Only drawback was I ordered it last November...and they are so backed up I just got it last week.


----------



## Diamondback 2/2 (Mar 23, 2016)

Whoa, calm down there Don Johnson, Next thing we'll know is you traded your truck in for a white Ferrari, stopped wearing socks with your shoes and are rocking a pink sports coat...


----------



## Frank S. (Mar 23, 2016)

Not a shoulder rig, but I do like this one:
"THE MEDINA"™ BWB (Below The Waistband) Deep Concealment Holster


----------



## Diamondback 2/2 (Mar 23, 2016)

Frank S. said:


> Not a shoulder rig, but I do like this one:
> "THE MEDINA"™ BWB (Below The Waistband) Deep Concealment Holster



Been planning on ordering that for a while. Waiting on my buddy to give me a full review on it before I order one.


----------



## DA SWO (Mar 23, 2016)

Frank S. said:


> Not a shoulder rig, but I do like this one:
> "THE MEDINA"™ BWB (Below The Waistband) Deep Concealment Holster



Deep concealment, LOL.

No, I wasn't grabbing my junk, I was reaching for my gun, err, pistol.
Yeah, that's what I was doing....:-"


----------



## Gunz (Mar 23, 2016)

Diamondback 2/2 said:


> Whoa, calm down there Don Johnson, Next thing we'll know is you traded your truck in for a white Ferrari, stopped wearing socks with your shoes and are rocking a pink sports coat...


----------



## Centermass (Mar 24, 2016)

Nice Ocoka....but.........I have to point out an inherent flaw (At least for me) with that type of holster with a longer barrel length. It doesn't have a spring loaded fallout groove (Or retention snap) for deployment. Carrying a rig like this, in the upright position, can create problems if your only option is having to withdraw it straight up, and then, out. Being able to rock it forward, withdraw it and get on target, rather than up and out (IMO) speeds the process up a whole lot more and negates hang ups.
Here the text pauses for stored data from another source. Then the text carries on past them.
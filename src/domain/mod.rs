pub mod session;
pub mod speech;
pub mod transcription;
pub mod tutor;
pub mod request_id;

use axum::{
    extract::DefaultBodyLimit,
    http::{header, HeaderValue, Method},
    middleware,
    routing::{get, post},
    Router,
};
use std::sync::Arc;
use tower::ServiceBuilder;
use tower_http::{cors::CorsLayer, trace::TraceLayer};

use crate::controllers::{
    health::{self, HealthController},
    learn::LearnController,
    speech::SpeechController,
};
use crate::infrastructure::config::Config;

pub use request_id::{request_id_middleware, RequestId, X_REQUEST_ID};

/// Upper bound for uploaded recordings
pub const MAX_UPLOAD_BYTES: usize = 25 * 1024 * 1024;

/// Build the application router with all routes and middleware
pub fn create_router(
    config: &Config,
    health_controller: Arc<HealthController>,
    learn_controller: Arc<LearnController>,
    speech_controller: Arc<SpeechController>,
) -> Router {
    let learn_routes = Router::new()
        .route("/api/learn", post(LearnController::learn))
        .route("/api/feedback", post(LearnController::feedback))
        .with_state(learn_controller);

    let speech_routes = Router::new()
        .route("/api/speak", post(SpeechController::speak))
        .route(
            "/api/speech-to-text",
            post(SpeechController::speech_to_text).layer(DefaultBodyLimit::max(MAX_UPLOAD_BYTES)),
        )
        .with_state(speech_controller);

    Router::new()
        .route("/health", get(health::health))
        .route("/health/ready", get(health::health_ready))
        .with_state(health_controller)
        .merge(learn_routes)
        .merge(speech_routes)
        .layer(
            ServiceBuilder::new()
                .layer(TraceLayer::new_for_http())
                .layer(middleware::from_fn(request_id_middleware))
                .layer(cors_layer(&config.cors_allowed_origins)),
        )
}

fn cors_layer(origins: &[String]) -> CorsLayer {
    let allowed: Vec<HeaderValue> = origins
        .iter()
        .filter_map(|origin| match HeaderValue::from_str(origin) {
            Ok(value) => Some(value),
            Err(_) => {
                tracing::warn!(origin = %origin, "Ignoring invalid CORS origin");
                None
            }
        })
        .collect();

    CorsLayer::new()
        .allow_origin(allowed)
        .allow_methods([Method::GET, Method::POST, Method::OPTIONS])
        .allow_headers([header::CONTENT_TYPE, header::HeaderName::from_static(X_REQUEST_ID)])
        .expose_headers([
            header::HeaderName::from_static(X_REQUEST_ID),
            header::HeaderName::from_static("x-duration-ms"),
            header::HeaderName::from_static("x-unit-count"),
        ])
}

/// Start the HTTP server with all routes configured
pub async fn start_http_server(
    config: Arc<Config>,
    app: Router,
) -> Result<(), Box<dyn std::error::Error>> {
    let listener =
        tokio::net::TcpListener::bind(format!("{}:{}", config.host, config.port)).await?;

    tracing::info!("Server listening on {}", listener.local_addr()?);

    axum::serve(listener, app).await?;

    Ok(())
}
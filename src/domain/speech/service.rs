use super::audio::{self, AudioArtifact, AudioClip};
use super::error::{SpeechServiceError, SynthesisError};
use super::language::LanguageIdentifier;
use super::normalizer::Normalizer;
use super::segmenter::{SegmentMode, Segmenter, SpeechUnit};
use super::synthesizer::Synthesizer;
use crate::infrastructure::repositories::TtsRepository;
use async_trait::async_trait;
use futures::stream::{self, StreamExt};
use std::sync::Arc;

pub const DEFAULT_SYNTHESIS_CONCURRENCY: usize = 4;

/// What happens to the artifact when one unit fails to synthesize
#[derive(Debug, Clone, Copy, PartialEq, Eq)]
pub enum FailurePolicy {
    /// Drop the failed unit and keep the rest
    Lenient,
    /// Fail the whole artifact
    Strict,
}

impl std::str::FromStr for FailurePolicy {
    type Err = String;

    fn from_str(s: &str) -> Result<Self, Self::Err> {
        match s.trim().to_lowercase().as_str() {
            "lenient" => Ok(FailurePolicy::Lenient),
            "strict" => Ok(FailurePolicy::Strict),
            other => Err(format!("unknown synthesis failure policy '{}'", other)),
        }
    }
}

#[derive(Debug, Clone)]
pub struct PipelineSettings {
    pub segment_mode: SegmentMode,
    pub chunk_words: usize,
    pub concurrency: usize,
    pub failure_policy: FailurePolicy,
}

/// Normalize -> segment -> synthesize -> concatenate
pub struct SpeechService {
    normalizer: Normalizer,
    segmenter: Segmenter,
    synthesizer: Synthesizer,
    concurrency: usize,
    failure_policy: FailurePolicy,
}

impl SpeechService {
    pub fn new(
        identifier: Arc<LanguageIdentifier>,
        tts_repo: Arc<dyn TtsRepository>,
        settings: PipelineSettings,
    ) -> Self {
        Self {
            normalizer: Normalizer::new(identifier.clone()),
            segmenter: Segmenter::new(
                identifier.clone(),
                settings.segment_mode,
                settings.chunk_words,
            ),
            synthesizer: Synthesizer::new(tts_repo, identifier),
            concurrency: settings.concurrency.max(1),
            failure_policy: settings.failure_policy,
        }
    }

    pub fn provider(&self) -> &'static str {
        self.synthesizer.provider()
    }

    /// Normalize and segment an utterance into language-tagged units
    pub fn prepare(&self, utterance: &str) -> Vec<SpeechUnit> {
        let normalized = self.normalizer.normalize(utterance);
        self.segmenter.segment(&normalized)
    }

    /// Synthesize units with a bounded window, returning clips in unit order.
    ///
    /// In-flight calls are dropped as soon as this future is dropped or a
    /// strict failure aborts the run.
    pub async fn synthesize_units(
        &self,
        units: &[SpeechUnit],
    ) -> Result<Vec<AudioClip>, SpeechServiceError> {
        let results = stream::iter(units.iter().cloned().enumerate())
            .map(|(index, unit)| async move { (index, self.synthesizer.synthesize(&unit).await) })
            .buffered(self.concurrency);
        let mut results = std::pin::pin!(results);

        let mut clips = Vec::with_capacity(units.len());
        while let Some((index, result)) = results.next().await {
            match result {
                Ok(Some(clip)) => clips.push(clip),
                Ok(None) => {}
                Err(source) => self.handle_failure(index, &units[index], source)?,
            }
        }

        Ok(clips)
    }

    fn handle_failure(
        &self,
        index: usize,
        unit: &SpeechUnit,
        source: SynthesisError,
    ) -> Result<(), SpeechServiceError> {
        match self.failure_policy {
            FailurePolicy::Strict => {
                tracing::error!(
                    unit_index = index,
                    language = %unit.language,
                    error = %source,
                    "Synthesis failed, aborting artifact"
                );
                Err(SpeechServiceError::Synthesis { index, source })
            }
            FailurePolicy::Lenient => {
                tracing::warn!(
                    unit_index = index,
                    language = %unit.language,
                    error = %source,
                    "Synthesis failed, dropping unit"
                );
                Ok(())
            }
        }
    }
}

#[async_trait]
pub trait SpeechServiceApi: Send + Sync {
    /// Render an utterance to a single audio artifact
    ///
    /// Returns `None` when nothing was synthesized (empty input, or every
    /// unit dropped under the lenient policy).
    async fn render(&self, utterance: &str) -> Result<Option<AudioArtifact>, SpeechServiceError>;
}

#[async_trait]
impl SpeechServiceApi for SpeechService {
    async fn render(&self, utterance: &str) -> Result<Option<AudioArtifact>, SpeechServiceError> {
        let start_time = std::time::Instant::now();

        let units = self.prepare(utterance);
        if units.is_empty() {
            tracing::debug!("No speech units, skipping synthesis");
            return Ok(None);
        }

        let clips = self.synthesize_units(&units).await?;
        let artifact = audio::concatenate(&clips)?;

        tracing::info!(
            provider = self.provider(),
            unit_count = units.len(),
            clip_count = clips.len(),
            dropped_units = units.len() - clips.len(),
            audio_size_bytes = artifact.as_ref().map(|a| a.bytes.len()).unwrap_or(0),
            duration_ms = artifact.as_ref().map(|a| a.duration.as_millis()).unwrap_or(0),
            latency_ms = start_time.elapsed().as_millis(),
            "Speech rendered"
        );

        Ok(artifact)
    }
}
Don't get me wrong. l'm not saying the quality of JR's work isn't up to snuff. Bottom line is as long as you're comfortable with it holstered until full presentation when necessary, is what matters most.


----------



## Gunz (Mar 24, 2016)

Centermass said:


> Nice Ocoka....but.........I have to point out an inherent flaw (At least for me) with that type of holster with a longer barrel length. It doesn't have a spring loaded fallout groove (Or retention snap) for deployment. Carrying a rig like this, in the upright position, can create problems if your only option is having to withdraw it straight up, and then, out. Being able to rock it forward, withdraw it and get on target, rather than up and out (IMO) speeds the process up a whole lot more and negates hang ups.
> 
> Don't get me wrong. l'm not saying the quality of JR's work isn't up to snuff. Bottom line is as long as you're comfortable with it holstered until full presentation when necessary, is what matters most.




I actually agree with you about this. For many years I carried a stainless Ruger Speed Six snubbie in a butt downward Bianchi leather shoulder holster. You basically just slapped the holster and the gun came out in your hand. It was a great rig for that revolver. It had a leather "pocket" for the trigger guard that kept the gun firmly in place, but for speed draws it was unbeatable.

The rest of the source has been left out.